Ochsner Health Network's David Carmouche on helping docs see the care integration light

The recent growth of a Louisiana health network demonstrates the importance of care integration and physician engagement to population health management efforts.

Ochsner Health Network has grown significantly in not much time, Executive Vice President David Carmouche told U.S. News & World Report. The network has 30 hospital members and, by year’s end, the network projects it will have 2,200 physicians involved in clinical integration.

Comprehensive care integration “starts with the realization that, when you have the analytic capability to assess how care is delivered for different conditions, you can see that similar patients can have significant variation in how they're treated and how much their care costs,” Carmouche told the publication. “Two people with knee pain can have a sixfold or eightfold difference in the cost of their care without necessarily having any appreciable difference in their outcomes.”
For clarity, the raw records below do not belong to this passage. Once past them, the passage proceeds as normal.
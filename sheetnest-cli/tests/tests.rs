#[cfg(test)]
mod tests {
    use std::fs::File;
    use std::io::BufReader;
    use std::path::{Path, PathBuf};

    use float_cmp::approx_eq;
    use sheetnest::NestError;
    use sheetnest::io::import;
    use sheetnest_cli::config::NestConfig;
    use sheetnest_cli::io;
    use sheetnest_cli::io::output::NestOutput;
    use sheetnest_cli::run::{output_stems, run_request};
    use test_case::test_case;

    fn run(instance_path: &str, config: NestConfig, folder: &Path) -> anyhow::Result<NestOutput> {
        let path = PathBuf::from(instance_path);
        let stem = output_stems(&[path.clone()])?.remove(0);
        run_request(&path, &stem, config, folder)
    }

    fn solution_folder(name: &str) -> PathBuf {
        let folder = std::env::temp_dir().join(format!("sheetnest_{name}_{}", std::process::id()));
        std::fs::create_dir_all(&folder).unwrap();
        folder
    }

    #[test_case("../assets/brackets.json"; "brackets")]
    #[test_case("../assets/squares.json"; "squares")]
    #[test_case("../assets/spaced.json"; "spaced")]
    fn every_part_is_placed_exactly_once(instance_path: &str) {
        let ext_instance = io::read_instance(Path::new(instance_path)).unwrap();
        let instance = import(&ext_instance).unwrap();

        let folder = solution_folder(&instance.name);
        let output = run(instance_path, NestConfig::default(), &folder).unwrap();

        let mut part_ids = output
            .solution
            .sheets
            .iter()
            .flat_map(|s| s.placed_parts.iter().map(|p| p.part_id))
            .collect::<Vec<_>>();
        part_ids.sort();
        assert_eq!(part_ids, (0..instance.n_parts()).collect::<Vec<_>>());
        assert_eq!(output.solution.n_sheets, output.solution.sheets.len());

        for sheet in &output.solution.sheets {
            for p in &sheet.placed_parts {
                assert!(p.x + p.height <= sheet.sheet_length);
                assert!(p.y + p.width <= sheet.sheet_width);
            }
        }
    }

    #[test_case("../assets/squares.json", 2; "third square overflows")]
    #[test_case("../assets/spaced.json", 2; "spacing forces a second sheet")]
    fn sheet_count(instance_path: &str, n_sheets: usize) {
        let folder = solution_folder("sheet_count");
        let output = run(instance_path, NestConfig::default(), &folder).unwrap();
        assert_eq!(output.solution.n_sheets, n_sheets);
    }

    #[test]
    fn outputs_are_named_after_the_request() {
        let config = io::read_config(Path::new("../assets/config.json")).unwrap();
        assert!(config.export_dxf);

        let folder = solution_folder("naming");
        let output = run("../assets/squares.json", config, &folder).unwrap();

        assert!(folder.join("sol_squares.json").exists());
        for i in 0..output.solution.n_sheets {
            assert!(folder.join(format!("sol_squares_{i}.svg")).exists());
            assert!(folder.join(format!("sol_squares_{i}.dxf")).exists());
        }
        assert!(!folder.join(format!("sol_squares_{}.svg", output.solution.n_sheets)).exists());
    }

    #[test]
    fn written_solution_carries_the_cut_list() {
        let folder = solution_folder("cut_list");
        run("../assets/brackets.json", NestConfig::default(), &folder).unwrap();

        let file = File::open(folder.join("sol_brackets.json")).unwrap();
        let json: serde_json::Value = serde_json::from_reader(BufReader::new(file)).unwrap();

        assert_eq!(json["name"], "brackets");
        let first = &json["solution"]["sheets"][0]["placed_parts"][0];
        assert_eq!(first["seq"], 1);
        assert_eq!(first["part_no"], "B-001");
        assert_eq!(first["part_description"], "base plate");
        assert_eq!(first["shape_type"], "rectangle");

        let sheets = json["solution"]["sheets"].as_array().unwrap();
        let part_area: u64 = sheets
            .iter()
            .flat_map(|s| s["placed_parts"].as_array().unwrap())
            .map(|p| p["width"].as_u64().unwrap() * p["height"].as_u64().unwrap())
            .sum();
        let sheet_area = sheets.len() as u64 * 40 * 60;
        let density = json["solution"]["density"].as_f64().unwrap() as f32;
        assert!(approx_eq!(f32, density, part_area as f32 / sheet_area as f32, epsilon = 1e-6));
    }

    #[test]
    fn oversized_part_fails_the_request() {
        let folder = solution_folder("oversized");
        let err = run("../assets/oversized.json", NestConfig::default(), &folder)
            .unwrap_err();

        assert!(matches!(
            err.downcast_ref::<NestError>(),
            Some(NestError::InvalidPartDimensions { .. })
        ));
        assert!(!folder.join("sol_oversized.json").exists());
    }

    #[test]
    fn requests_sharing_a_file_name_keep_separate_outputs() {
        let inputs = vec![
            PathBuf::from("../assets/squares.json"),
            PathBuf::from("../assets/batch/squares.json"),
        ];
        let stems = output_stems(&inputs).unwrap();
        assert_eq!(stems, vec!["squares_0", "squares_1"]);

        let folder = solution_folder("same_stem");
        let outputs = inputs
            .iter()
            .zip(&stems)
            .map(|(input, stem)| run_request(input, stem, NestConfig::default(), &folder).unwrap())
            .collect::<Vec<_>>();
        assert_eq!(outputs[0].solution.n_sheets, 2);
        assert_eq!(outputs[1].solution.n_sheets, 1);

        for (stem, output) in stems.iter().zip(&outputs) {
            let file = File::open(folder.join(format!("sol_{stem}.json"))).unwrap();
            let json: serde_json::Value = serde_json::from_reader(BufReader::new(file)).unwrap();
            assert_eq!(json["name"], output.instance.name.as_str());
            assert_eq!(json["solution"]["n_sheets"], output.solution.n_sheets);
        }
        assert!(folder.join("sol_squares_1_0.svg").exists());
        assert!(!folder.join("sol_squares.json").exists());
    }

    #[test]
    fn distinct_file_names_keep_their_stem() {
        let inputs = vec![PathBuf::from("a/brackets.json"), PathBuf::from("a/squares.json")];
        assert_eq!(output_stems(&inputs).unwrap(), vec!["brackets", "squares"]);
    }

    #[test]
    fn suffixed_names_that_still_collide_are_rejected() {
        let inputs = vec![
            PathBuf::from("a/req.json"),
            PathBuf::from("b/req.json"),
            PathBuf::from("c/req_1.json"),
        ];
        assert!(output_stems(&inputs).is_err());
    }

    #[test]
    fn missing_config_file_is_named_in_the_error() {
        let err = io::read_config(Path::new("../assets/no_such_config.json")).unwrap_err();
        assert!(format!("{err:#}").contains("no_such_config.json"));
    }
}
Actively making that happen, he said, means doctors must use evidence-based strategies to reduce waste and duplicate services. To get to that point, Ochsner has created 20 registries of patients with similar conditions using electronic health records to ensure they receive the right care. The system is also examining alternative care models, such as organizing physician assistants and nurse practitioners to empower them to deliver primary care. The network is also taking the lead in realigning incentives to promote value-based care models ahead of similar shifts in the healthcare system at large.

The time is right for these reforms, Carmouche said, because doctors increasingly understand that care integration and population health can co-exist with their jealously-guarded autonomy, which has even industry veterans re-thinking care delivery to incorporate care costs and quality.